Flood-hit businesses deserve Government assistance
Businesses in Samoa, small, medium or big, devastated by flooding two weeks ago deserve assistance from the Government.
Whether it’s a hundred or a million tala, the amount is irrelevant at this point. It’s the thought that counts especially in such a turbulent year where these businesses have been smashed by the impact of events they had very little control over.
After the tragedy and toll of the measles crisis last year, the economic challenges brought by COVID-19 were perhaps the last thing these businesses needed. And yet they have had to endure the worst of it with many of them barely managing to keep nose above water.
But then came the flooding two weeks ago, which provided what we fear could be the knockout blow for a number of these businesses. While the Government has estimated the cost of the flooding in terms of infrastructure to have hit $71 million and counting, it is frightening to imagine how much the flooding cost these private companies. Purely judging from interviews conducted by the Samoa Observer with businesses in the Central Business District and around the Apia Township, the average cost has been estimated to be around $50,000. Some businesses estimate that their losses could be up to $100,000 and more.
But that’s just the tip of the iceberg.
In some cases, some of these businesses could be closed for good. Many of them were already struggling from the measles and then COVID19; the flooding was the last straw. The scary thought is that we are in the middle of the cyclone season and from here onwards, anything could happen. We only have to look at Fiji and the devastation caused by a category 5 Cyclone Yasa to know that if anything of the sort happens to Samoa, it could be quite the catastrophe no one needs.
The private sector is the engine of economic growth. And if the Government wants this engine to work and hum as it should, then it cannot distant itself from the plight of these businesses.
Which is why we find the comments from the Chief Executive Officer of the Ministry of Finance, Leasiosiofa’asisina Oscar Malielegaoi, who said the Government would not provide financial assistance to small businesses affected by the flooding, very sad.
According to Leasiosio, the Government has been quite generous with two stimulus packages for COVID-19, which included assistance with the reduction of loan interests with all commercial banks and other subsidies for electricity and water bills. Another benefit the C.E.O. noted was the assistance recently distributed for people whose employment was affected by COVID-19 restrictions.
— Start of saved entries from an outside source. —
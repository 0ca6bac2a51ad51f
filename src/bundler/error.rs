//! Error types for pipeline operations.
//!
//! Every failing step maps onto one [`ErrorKind`]. Stage errors carry the
//! architecture they belong to so one architecture's failure never reads as
//! the other's, and tool failures keep the raw diagnostic text.

use super::settings::Arch;
use std::fmt;
use std::path::{Path, PathBuf};
use thiserror::Error;

/// Result type alias for pipeline operations
pub type Result<T> = std::result::Result<T, Error>;

/// Pipeline stage an error is attributed to.
#[derive(Clone, Copy, Debug, Eq, PartialEq)]
pub enum Stage {
    /// Environment creation or dependency install
    Provisioning,
    /// External freezing tool
    Freeze,
    /// Code signing
    Signing,
    /// Disk image creation
    Packaging,
    /// Notary submission or stapling
    Notarization,
}

impl fmt::Display for Stage {
    fn fmt(&self, f: &mut fmt::Formatter<'_>) -> fmt::Result {
        let name = match self {
            Stage::Provisioning => "provisioning",
            Stage::Freeze => "freeze",
            Stage::Signing => "signing",
            Stage::Packaging => "packaging",
            Stage::Notarization => "notarization",
        };
        f.write_str(name)
    }
}

/// Error taxonomy used for exit reporting.
#[derive(Clone, Copy, Debug, Eq, PartialEq)]
pub enum ErrorKind {
    Precondition,
    Provisioning,
    Freeze,
    Signing,
    Packaging,
    Notarization,
    Manifest,
    Io,
    Internal,
}

/// Main error type for pipeline operations
#[derive(Error, Debug)]
pub enum Error {
    /// Required configuration or artifact missing before a destructive step
    #[error("precondition failed: {0}")]
    Precondition(String),

    /// A stage failed for one architecture
    #[error("{stage} failed for {arch}: {source}")]
    Stage {
        stage: Stage,
        arch: Arch,
        #[source]
        source: Box<Error>,
    },

    /// An external tool exited unsuccessfully
    #[error("`{program}` exited with {status}\n{diagnostics}")]
    ToolFailed {
        program: String,
        status: String,
        diagnostics: String,
    },

    /// An external tool could not be started
    #[error("failed to run `{program}`: {source}")]
    ToolSpawn {
        program: String,
        #[source]
        source: std::io::Error,
    },

    /// Filesystem error with the path and operation it happened on
    #[error("{context} ({}): {source}", .path.display())]
    Fs {
        context: String,
        path: PathBuf,
        #[source]
        source: std::io::Error,
    },

    /// release.toml or VERSION problems
    #[error("manifest error: {0}")]
    Manifest(String),

    /// IO errors
    #[error("IO error: {0}")]
    IoError(#[from] std::io::Error),

    /// JSON errors
    #[error("JSON error: {0}")]
    Json(#[from] serde_json::Error),

    /// Catch-all with a message
    #[error("{0}")]
    GenericError(String),
}

impl Error {
    /// Taxonomy of this error.
    pub fn kind(&self) -> ErrorKind {
        match self {
            Error::Precondition(_) => ErrorKind::Precondition,
            Error::Stage { stage, .. } => match stage {
                Stage::Provisioning => ErrorKind::Provisioning,
                Stage::Freeze => ErrorKind::Freeze,
                Stage::Signing => ErrorKind::Signing,
                Stage::Packaging => ErrorKind::Packaging,
                Stage::Notarization => ErrorKind::Notarization,
            },
            Error::Manifest(_) => ErrorKind::Manifest,
            Error::IoError(_) | Error::Fs { .. } => ErrorKind::Io,
            Error::ToolFailed { .. }
            | Error::ToolSpawn { .. }
            | Error::Json(_)
            | Error::GenericError(_) => ErrorKind::Internal,
        }
    }

    /// Architecture the error is attributed to, if any.
    pub fn arch(&self) -> Option<Arch> {
        match self {
            Error::Stage { arch, .. } => Some(*arch),
            _ => None,
        }
    }
}

/// Extension methods for attaching context to results.
pub trait ErrorExt<T> {
    /// Attach a filesystem operation and path to an IO error.
    fn fs_context(self, context: &str, path: &Path) -> Result<T>;
}

impl<T> ErrorExt<T> for std::result::Result<T, std::io::Error> {
    fn fs_context(self, context: &str, path: &Path) -> Result<T> {
        self.map_err(|source| Error::Fs {
            context: context.to_string(),
            path: path.to_path_buf(),
            source,
        })
    }
}

/// Attribute an error to a stage and architecture.
pub trait StageExt<T> {
    fn in_stage(self, stage: Stage, arch: Arch) -> Result<T>;
}

impl<T> StageExt<T> for Result<T> {
    fn in_stage(self, stage: Stage, arch: Arch) -> Result<T> {
        self.map_err(|e| match e {
            already @ Error::Stage { .. } => already,
            other => Error::Stage {
                stage,
                arch,
                source: Box::new(other),
            },
        })
    }
}

/// Convert a missing value into a pipeline error.
pub trait Context<T> {
    fn context<C: fmt::Display>(self, context: C) -> Result<T>;
}

impl<T> Context<T> for Option<T> {
    fn context<C: fmt::Display>(self, context: C) -> Result<T> {
        self.ok_or_else(|| Error::GenericError(context.to_string()))
    }
}

/// Return early with a [`Error::GenericError`].
#[macro_export]
macro_rules! bail {
    ($($arg:tt)*) => {
        return Err($crate::bundler::Error::GenericError(format!($($arg)*)).into())
    };
}

#[cfg(test)]
mod tests {
    use super::*;

    #[test]
    fn stage_errors_keep_raw_tool_output() {
        let tool: Result<()> = Err(Error::ToolFailed {
            program: "pyinstaller".into(),
            status: "exit status: 1".into(),
            diagnostics: "ModuleNotFoundError: No module named 'streamlit'".into(),
        });
        let err = tool.in_stage(Stage::Freeze, Arch::X86_64).unwrap_err();

        assert_eq!(err.kind(), ErrorKind::Freeze);
        assert_eq!(err.arch(), Some(Arch::X86_64));
        let msg = err.to_string();
        assert!(msg.contains("freeze failed for x86_64"));
        assert!(msg.contains("No module named 'streamlit'"));
    }

    #[test]
    fn in_stage_does_not_rewrap() {
        let first: Result<()> = Err(Error::GenericError("boom".into()));
        let err = first
            .in_stage(Stage::Signing, Arch::Arm64)
            .in_stage(Stage::Packaging, Arch::Arm64)
            .unwrap_err();
        assert_eq!(err.kind(), ErrorKind::Signing);
    }
}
We don’t dispute the Government’s assistance spoken of by Leasiosio. While some people might say it was insufficient, in desperate situations, something is better than nothing and we’re sure that is how many businesses viewed the assistance.
But when the going continues to get tough, people need leaders who provide reassurance and offer a helping hand. They do not need a Government, which turns its back on them and would rather spell out what they have done in the past instead as a way to justify their unwillingness to help.
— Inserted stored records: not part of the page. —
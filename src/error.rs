//! Crate-level error types for the release CLI.
//!
//! Pipeline failures live in [`crate::bundler::Error`]; this module wraps them
//! together with argument and manifest errors raised at the CLI layer.

use thiserror::Error;

/// Result type alias for CLI operations
pub type Result<T> = std::result::Result<T, ReleaseError>;

/// Main error type surfaced by the binary
#[derive(Error, Debug)]
pub enum ReleaseError {
    /// CLI argument errors
    #[error("CLI error: {0}")]
    Cli(#[from] CliError),

    /// IO errors
    #[error("IO error: {0}")]
    Io(#[from] std::io::Error),

    /// Pipeline errors
    #[error("{0}")]
    Bundler(#[from] crate::bundler::Error),

    /// Interactive prompt errors
    #[error("Prompt error: {0}")]
    Prompt(#[from] inquire::InquireError),

    /// Failures in the CLI wiring, with their context chain
    #[error("{0:#}")]
    Anyhow(#[from] anyhow::Error),
}

/// CLI-specific errors
#[derive(Error, Debug)]
pub enum CliError {
    /// Invalid command line arguments
    #[error("Invalid arguments: {reason}")]
    InvalidArguments {
        /// Reason for the error
        reason: String,
    },
}

impl ReleaseError {
    /// Suggestions printed under the error message.
    pub fn recovery_suggestions(&self) -> Vec<String> {
        use crate::bundler::ErrorKind;

        match self {
            ReleaseError::Bundler(e) => match e.kind() {
                ErrorKind::Precondition
                    if e.to_string().contains(crate::bundler::SIGNING_IDENTITY_VAR) =>
                {
                    vec![format!(
                        "Set {} in the environment or in the workspace .env file",
                        crate::bundler::SIGNING_IDENTITY_VAR
                    )]
                }
                ErrorKind::Precondition => {
                    vec!["Run the target named in the message first".to_string()]
                }
                ErrorKind::Manifest => {
                    vec!["Check release.toml and the VERSION file".to_string()]
                }
                _ => vec!["Run `clean` to reset the workspace before retrying".to_string()],
            },
            ReleaseError::Prompt(_) => {
                vec!["notarize must be run from an interactive terminal".to_string()]
            }
            _ => vec!["Check the error message above for specific details".to_string()],
        }
    }
}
While the stimulus package would have provided some relief that was then. We are talking about now, two weeks after one of the worst floods to have been experienced by this nation.
No one would have been prepared for this, especially amidst multiple crises.
That said, we have to be realistic of course about where the Government will source funding from. We accept that they do not have an endless stream of monies to be able to help. Still, there are many other ways they can help.
Aside from reaching into the millions of tala worth of aid and grant funding Samoa has received for COVID19 preparations and what have you, the Minister of Finance had only recently tabled a supplementary budget of $42 million. Of that amount, more than $24 million is intended for debt relief and redirected Government spending.
Surely with the Government having such power, they can easily amend the supplementary budget to allow them to be able to help these businesses. It doesn’t have to be a substantial amount but anything they could do would undoubtedly not go unnoticed. Besides it is in their best interest to ensure these businesses stay operational and continue to pay their taxes.
But if all else fails and they cannot find funding to help, surely they can start selling off some of those expensive unnecessary vehicles. They will only need to sell at least 12 of those pick up trucks or a couple or landcruisers to raise a million tala or two which would go a long way to help these struggling businesses. What do you think?
Have a wonderful Tuesday Samoa, God bless!